A ideia era arriscada, mas era a única que tinham. Fugir para o desconhecido, com a polícia em seu encalço e Ricardo Faria determinado a recuperá-los.

Enquanto isso, na cidade, a confusão na cena dos disparos continuava. A polícia encontrou o homem que havia atirado, morto no chão do apartamento. Ao lado dele, estava uma figura que ninguém esperava ver ali, desarmada e visivelmente abalada: Sofia.

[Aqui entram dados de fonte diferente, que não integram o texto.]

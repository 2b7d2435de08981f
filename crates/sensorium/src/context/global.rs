//! Context-wide state: global mirror, aggregate error, generation and the
//! wait-and-update family

use std::sync::{Arc, Weak};
use std::time::{Duration, Instant};

use tracing::{debug, info, warn};

use super::arena::SharedNode;
use super::{Context, ContextInner, NodeHandle};
use crate::capability;
use crate::node::NodeSignals;
use crate::status::{Result, Status};

/// Which generators must report new data before a wait returns
#[derive(Debug, Clone, Copy, PartialEq, Eq)]
pub enum WaitPolicy {
    /// Every generator
    All,
    /// This particular node
    One(NodeHandle),
    /// Any node at all
    Any,
    /// Don't wait
    None,
}

impl ContextInner {
    /// Recompute the aggregate error and raise `global_error_changed` if it
    /// moved.
    ///
    /// Lock order is `global_error` then `nodes`, so concurrent refreshes
    /// store the aggregate in the order they read the nodes.
    pub(super) fn refresh_global_error(&self) {
        let aggregate = {
            let mut current = self.global_error.lock();
            let errors = self.nodes.lock().errors();
            let aggregate = match errors.as_slice() {
                [] => None,
                [single] => Some(*single),
                _ => Some(Status::MultipleNodesError),
            };
            if *current == aggregate {
                return;
            }
            *current = aggregate;
            aggregate
        };

        match aggregate {
            Some(status) => info!(context = %self.id, %status, "Global error state changed"),
            None => info!(context = %self.id, "Global error state cleared"),
        }
        self.events.global_error_changed.raise(&aggregate);
    }

    fn on_node_error_state(&self, node: NodeHandle, error: Option<Status>) {
        let changed = match self.nodes.lock().get_mut(node) {
            Ok(record) if record.error != error => {
                record.error = error;
                true
            }
            _ => false,
        };
        if changed {
            debug!(%node, ?error, "Node error state changed");
            self.refresh_global_error();
        }
    }

    fn notify_new_data(&self) {
        let mut seq = self.data_seq.lock();
        *seq = seq.wrapping_add(1);
        self.data_cond.notify_all();
    }
}

impl Context {
    /// Route a new node's signals into the context.
    pub(super) fn subscribe_to_signals(&self, node: NodeHandle, signals: &NodeSignals) {
        let weak: Weak<ContextInner> = self.weak_inner();
        signals.error_state_changed.register(move |error: &Option<Status>| {
            if let Some(inner) = weak.upgrade() {
                inner.on_node_error_state(node, *error);
            }
        });

        let weak: Weak<ContextInner> = self.weak_inner();
        signals.new_data_available.register(move |_: &()| {
            if let Some(inner) = weak.upgrade() {
                inner.notify_new_data();
            }
        });
    }

    // =========================================================================
    // Global mirror
    // =========================================================================

    /// Mirror every node that supports it, now and when created later.
    ///
    /// A mirror-capable node locked for changes fails the call with
    /// `NodeIsLocked` before anything is touched. Otherwise the call stops at
    /// the first node that refuses. The setting only sticks for future nodes
    /// once every live node has accepted it.
    pub fn set_global_mirror(&self, mirror: bool) -> Result<()> {
        self.ensure_running()?;

        let mut targets = Vec::new();
        for (handle, shared, _) in self.live_nodes(|_| true) {
            let supported = shared.lock().is_capability_supported(capability::MIRROR);
            if supported {
                self.check_changes_allowed(handle, None)?;
                targets.push((handle, shared));
            }
        }

        for (handle, shared) in targets {
            let applied = shared.lock().set_mirror(mirror);
            if let Err(status) = applied {
                warn!(%handle, %status, "Failed to apply global mirror");
                return Err(status);
            }
        }

        *self.inner.global_mirror.lock() = Some(mirror);
        debug!(mirror, "Global mirror set");
        Ok(())
    }

    /// `None` until a global mirror has been set or configured
    pub fn global_mirror(&self) -> Option<bool> {
        *self.inner.global_mirror.lock()
    }

    // =========================================================================
    // Global error
    // =========================================================================

    /// `Ok` when no node is in error, the node's own error when exactly one
    /// is, `MultipleNodesError` otherwise.
    pub fn global_error_state(&self) -> Result<()> {
        match *self.inner.global_error.lock() {
            Some(status) => Err(status),
            None => Ok(()),
        }
    }

    pub fn node_error_state(&self, node: NodeHandle) -> Result<Option<Status>> {
        Ok(self.inner.nodes.lock().get(node)?.error)
    }

    // =========================================================================
    // Generation
    // =========================================================================

    /// Live nodes passing `filter`, needed nodes before their dependents
    fn live_nodes(&self, filter: impl Fn(bool) -> bool) -> Vec<LiveNode> {
        let arena = self.inner.nodes.lock();
        arena
            .dependency_order()
            .into_iter()
            .filter_map(|h| {
                let record = arena.get(h).ok()?;
                filter(record.is_generator)
                    .then(|| (h, Arc::clone(&record.node), Arc::clone(&record.signals)))
            })
            .collect()
    }

    fn generators(&self) -> Vec<LiveNode> {
        self.live_nodes(|is_generator| is_generator)
    }

    /// Start every generator that isn't running, after the nodes it needs.
    pub fn start_generating_all(&self) -> Result<()> {
        self.ensure_running()?;
        for (handle, shared, signals) in self.generators() {
            if start(&shared)? {
                debug!(%handle, "Generation started");
                signals.generation_running_changed.raise(&true);
            }
        }
        Ok(())
    }

    pub fn stop_generating_all(&self) -> Result<()> {
        self.ensure_running()?;
        for (handle, shared, signals) in self.generators() {
            if stop(&shared) {
                debug!(%handle, "Generation stopped");
                signals.generation_running_changed.raise(&false);
            }
        }
        Ok(())
    }

    pub fn start_generating(&self, node: NodeHandle) -> Result<()> {
        let (shared, signals) = self.generator(node)?;
        if start(&shared)? {
            signals.generation_running_changed.raise(&true);
        }
        Ok(())
    }

    pub fn stop_generating(&self, node: NodeHandle) -> Result<()> {
        let (shared, signals) = self.generator(node)?;
        if stop(&shared) {
            signals.generation_running_changed.raise(&false);
        }
        Ok(())
    }

    pub fn is_generating(&self, node: NodeHandle) -> Result<bool> {
        let (shared, _) = self.generator(node)?;
        let generating = shared.lock().is_generating();
        Ok(generating)
    }

    /// `BadType` for nodes that don't generate data
    fn generator(&self, node: NodeHandle) -> Result<(SharedNode, Arc<NodeSignals>)> {
        let arena = self.inner.nodes.lock();
        let record = arena.get(node)?;
        if !record.is_generator {
            return Err(Status::BadType);
        }
        Ok((Arc::clone(&record.node), Arc::clone(&record.signals)))
    }

    // =========================================================================
    // Wait and update
    // =========================================================================

    fn default_wait_timeout(&self) -> Duration {
        Duration::from_millis(self.inner.config.wait_timeout_ms)
    }

    /// Wait until every generator has new data, then update all of them.
    pub fn wait_and_update_all(&self) -> Result<()> {
        self.wait_and_update_all_timeout(self.default_wait_timeout())
    }

    pub fn wait_and_update_all_timeout(&self, timeout: Duration) -> Result<()> {
        self.wait_and_update(WaitPolicy::All, timeout)
    }

    /// Wait until `node` has new data, then update all generators.
    pub fn wait_one_update_all(&self, node: NodeHandle) -> Result<()> {
        self.wait_one_update_all_timeout(node, self.default_wait_timeout())
    }

    pub fn wait_one_update_all_timeout(&self, node: NodeHandle, timeout: Duration) -> Result<()> {
        self.wait_and_update(WaitPolicy::One(node), timeout)
    }

    /// Wait until any node has new data, then update all generators.
    pub fn wait_any_update_all(&self) -> Result<()> {
        self.wait_any_update_all_timeout(self.default_wait_timeout())
    }

    pub fn wait_any_update_all_timeout(&self, timeout: Duration) -> Result<()> {
        self.wait_and_update(WaitPolicy::Any, timeout)
    }

    /// Update all generators without waiting.
    pub fn wait_none_update_all(&self) -> Result<()> {
        self.wait_and_update(WaitPolicy::None, Duration::ZERO)
    }

    /// Wait for `node` then update only it and the nodes it needs.
    pub fn wait_and_update_data(&self, node: NodeHandle) -> Result<()> {
        self.wait_and_update_data_timeout(node, self.default_wait_timeout())
    }

    pub fn wait_and_update_data_timeout(&self, node: NodeHandle, timeout: Duration) -> Result<()> {
        self.ensure_running()?;
        self.wait_for(WaitPolicy::One(node), timeout)?;

        let subtree = {
            let arena = self.inner.nodes.lock();
            let mut nodes = Vec::new();
            collect_subtree(&arena, node, &mut nodes);
            nodes
        };
        for (_, shared) in subtree {
            shared.lock().update_data()?;
        }
        Ok(())
    }

    /// Block per `policy` (up to `timeout`), then update every generator.
    /// On timeout nothing is updated and the result is `WaitDataTimeout`.
    pub fn wait_and_update(&self, policy: WaitPolicy, timeout: Duration) -> Result<()> {
        self.ensure_running()?;
        self.wait_for(policy, timeout)?;
        self.update_all()
    }

    /// Bring every generator's newest data current, needed nodes first.
    pub fn update_all(&self) -> Result<()> {
        for (_, shared, _) in self.generators() {
            shared.lock().update_data()?;
        }
        Ok(())
    }

    fn wait_for(&self, policy: WaitPolicy, timeout: Duration) -> Result<()> {
        if policy == WaitPolicy::None {
            return Ok(());
        }
        let deadline = Instant::now().checked_add(timeout);

        loop {
            let seen = *self.inner.data_seq.lock();
            if self.wait_satisfied(policy)? {
                return Ok(());
            }

            let mut seq = self.inner.data_seq.lock();
            if *seq != seen {
                continue;
            }
            match deadline {
                Some(deadline) => {
                    let result = self.inner.data_cond.wait_until(&mut seq, deadline);
                    if result.timed_out() && *seq == seen {
                        debug!(?policy, ?timeout, "Timed out waiting for new data");
                        return Err(Status::WaitDataTimeout);
                    }
                }
                None => self.inner.data_cond.wait(&mut seq),
            }
        }
    }

    fn wait_satisfied(&self, policy: WaitPolicy) -> Result<bool> {
        let has_new_data = |shared: &SharedNode| shared.lock().is_new_data_available();
        match policy {
            WaitPolicy::None => Ok(true),
            WaitPolicy::All => Ok(self.generators().iter().all(|(_, n, _)| has_new_data(n))),
            WaitPolicy::Any => Ok(self
                .live_nodes(|_| true)
                .iter()
                .any(|(_, n, _)| has_new_data(n))),
            WaitPolicy::One(node) => {
                let shared = self.shared_node(node)?;
                Ok(has_new_data(&shared))
            }
        }
    }
}

/// Handle, implementation and signals of a live node
type LiveNode = (NodeHandle, SharedNode, Arc<NodeSignals>);

/// Start `node` unless it is running. `true` if it was started.
fn start(node: &SharedNode) -> Result<bool> {
    let mut target = node.lock();
    if target.is_generating() {
        return Ok(false);
    }
    target.start_generating()?;
    Ok(true)
}

/// Stop `node` if it is running. `true` if it was stopped.
fn stop(node: &SharedNode) -> bool {
    let mut target = node.lock();
    if !target.is_generating() {
        return false;
    }
    target.stop_generating();
    true
}

/// `node` and everything it needs, needed nodes first, each once
fn collect_subtree(
    arena: &super::arena::NodeArena,
    node: NodeHandle,
    out: &mut Vec<(NodeHandle, SharedNode)>,
) {
    if out.iter().any(|(h, _)| *h == node) {
        return;
    }
    for needed in arena.needed_of(node).unwrap_or_default() {
        collect_subtree(arena, needed, out);
    }
    if let Ok(record) = arena.get(node) {
        out.push((node, Arc::clone(&record.node)));
    }
}

#[cfg(test)]
mod tests {
    use super::*;
    use crate::types::NodeType;

    #[test]
    fn test_global_error_starts_ok() {
        let ctx = Context::new();
        assert_eq!(ctx.global_error_state(), Ok(()));
    }

    #[test]
    fn test_global_mirror_unset_by_default() {
        let ctx = Context::new();
        assert_eq!(ctx.global_mirror(), None);
        ctx.set_global_mirror(true).unwrap();
        assert_eq!(ctx.global_mirror(), Some(true));
    }

    #[test]
    fn test_wait_none_with_no_nodes() {
        let ctx = Context::new();
        assert!(ctx.wait_none_update_all().is_ok());
        assert!(ctx.wait_and_update_all_timeout(Duration::from_millis(1)).is_ok());
    }

    #[test]
    fn test_wait_any_times_out_without_data() {
        let ctx = Context::new();
        let _depth = ctx.create_mock_node(NodeType::DEPTH, None).unwrap();
        assert_eq!(
            ctx.wait_any_update_all_timeout(Duration::from_millis(20)),
            Err(Status::WaitDataTimeout)
        );
    }

    #[test]
    fn test_wait_one_stale_handle() {
        let ctx = Context::new();
        let depth = ctx.create_mock_node(NodeType::DEPTH, None).unwrap();
        let handle = depth.handle();
        drop(depth);
        assert_eq!(
            ctx.wait_one_update_all_timeout(handle, Duration::from_millis(5)),
            Err(Status::BadParam)
        );
    }

    #[test]
    fn test_generation_requires_generator() {
        let ctx = Context::new();
        let device = ctx.create_mock_node(NodeType::DEVICE, None).unwrap();
        assert_eq!(ctx.start_generating(device.handle()), Err(Status::BadType));

        let depth = ctx.create_mock_node(NodeType::DEPTH, None).unwrap();
        ctx.start_generating_all().unwrap();
        assert_eq!(ctx.is_generating(depth.handle()), Ok(true));
        ctx.stop_generating_all().unwrap();
        assert_eq!(ctx.is_generating(depth.handle()), Ok(false));
    }
}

Sofia, a antiga secretária de Ricardo, que havia sido expulsa e humilhada por ele, estava ali, cercada por policiais. Sua face estava arranhada, suas roupas rasgadas, mas seus olhos, antes cheios de medo, agora emanavam uma determinação feroz.

“Eu… eu preciso falar com alguém. Eu sei onde Ricardo Faria está escondido. Eu sei tudo o que ele fez”, Sofia disse aos policiais, sua voz rouca, mas firme.

Um dos oficiais, mais experiente, se aproximou dela com cautela. “Senhora, você está ferida. Precisamos cuidar de você. Depois, você pode nos contar o que sabe.”

Sofia assentiu, lágrimas começando a rolar por seu rosto. “Ele… ele me usou. Ele me descartou como lixo. Mas ele não vai vencer. Não desta vez. Eu vou ajudá-los a pegá-lo. E eu vou ajudar Miguel e Isabella.”

Sofia, em um ato de coragem e desespero, havia decidido virar o jogo contra Ricardo. Ela havia sido a testemunha silenciosa de muitos de seus crimes, e agora, estava pronta para falar. Ela se tornou a peça chave que eles não esperavam, um sacrifício inesperado que poderia mudar o rumo da batalha.

Miguel e Isabella estavam viajando em direção a Minas Gerais, a caixa de memórias e os documentos seguros em seu poder. Eles não sabiam da reviravolta que acabara de acontecer na cidade, nem que Sofia estava agora do lado deles. A noite ainda era longa, e o caminho para a verdade e a justiça, tortuoso. Mas pela primeira vez em muito tempo, havia uma fagulha de esperança em seus corações. A esperança de que, juntos, eles poderiam vencer Ricardo e reconstruir suas vidas. A fuga noturna, embora perigosa, havia os levado para mais perto da liberdade.